(Dataset entries)

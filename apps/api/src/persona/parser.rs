//! Persona parser — assembles a `PersonaRecord` from the model's raw reply.
//!
//! Infallible by construction: any section the model skipped or mangled comes
//! back as an empty value, and the personality bars fall back to 0% readings.

use serde::{Deserialize, Serialize};
use tracing::debug;

use crate::persona::prompts::{
    HEADINGS, HEADING_AGE, HEADING_ARCHETYPE, HEADING_BEHAVIORS, HEADING_FRUSTRATIONS,
    HEADING_GOALS, HEADING_LOCATION, HEADING_MOTIVATIONS, HEADING_OCCUPATION,
    HEADING_PERSONALITY, HEADING_QUOTE, HEADING_STATUS,
};
use crate::persona::sections::{
    extract_bullet_list, extract_key_value_pairs, extract_section, LabeledItem,
};
use crate::persona::traits::generate_personality_bars;

/// Structured persona extracted from one model response.
#[derive(Debug, Clone, Default, PartialEq, Serialize, Deserialize)]
pub struct PersonaRecord {
    /// Subject identifier. Not part of the model output; set with `with_name`.
    pub name: String,
    pub motivations: Vec<LabeledItem>,
    pub frustrations: Vec<LabeledItem>,
    pub behaviors: Vec<LabeledItem>,
    pub goals: Vec<String>,
    /// Surrounding double quotes removed.
    pub quote: String,
    pub age: String,
    pub occupation: String,
    pub status: String,
    pub location: String,
    pub archetype: String,
    /// Exactly four rendered bars, see `persona::traits::AXES`.
    pub personality_bars: Vec<String>,
}

impl PersonaRecord {
    /// Attaches the subject the response was generated for.
    pub fn with_name(mut self, name: impl Into<String>) -> Self {
        self.name = name.into();
        self
    }
}

/// Parses a raw model response into a `PersonaRecord`. Never fails.
pub fn parse_llm_response(raw: &str) -> PersonaRecord {
    let motivations = extract_section(raw, HEADING_MOTIVATIONS);
    let frustrations = extract_section(raw, HEADING_FRUSTRATIONS);
    let behaviors = extract_section(raw, HEADING_BEHAVIORS);
    let personality = extract_section(raw, HEADING_PERSONALITY);
    let goals = extract_section(raw, HEADING_GOALS);
    let age = extract_section(raw, HEADING_AGE);
    let occupation = extract_section(raw, HEADING_OCCUPATION);
    let status = extract_section(raw, HEADING_STATUS);
    let location = extract_section(raw, HEADING_LOCATION);
    let archetype = extract_section(raw, HEADING_ARCHETYPE);
    let quote = extract_section(raw, HEADING_QUOTE);

    debug!(
        response_len = raw.len(),
        sections_found = count_non_empty(&[
            &motivations,
            &frustrations,
            &behaviors,
            &personality,
            &goals,
            &age,
            &occupation,
            &status,
            &location,
            &archetype,
            &quote,
        ]),
        sections_expected = HEADINGS.len(),
        "Parsing persona response"
    );

    PersonaRecord {
        name: String::new(),
        motivations: extract_key_value_pairs(&motivations),
        frustrations: extract_key_value_pairs(&frustrations),
        behaviors: extract_key_value_pairs(&behaviors),
        goals: extract_bullet_list(&goals),
        quote: quote.trim_matches('"').to_string(),
        age,
        occupation,
        status,
        location,
        archetype,
        personality_bars: generate_personality_bars(&personality),
    }
}

fn count_non_empty(sections: &[&str]) -> usize {
    sections.iter().filter(|s| !s.is_empty()).count()
}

* _WHAT YOU HAVE TO DO_:
Report each line of the records that holds the word "traits".

* _SOLUTION FOR THIS PROBLEM_:
use crate::persona::traits::generate_personality_bars;
    /// Exactly four rendered bars, see `persona::traits::AXES`.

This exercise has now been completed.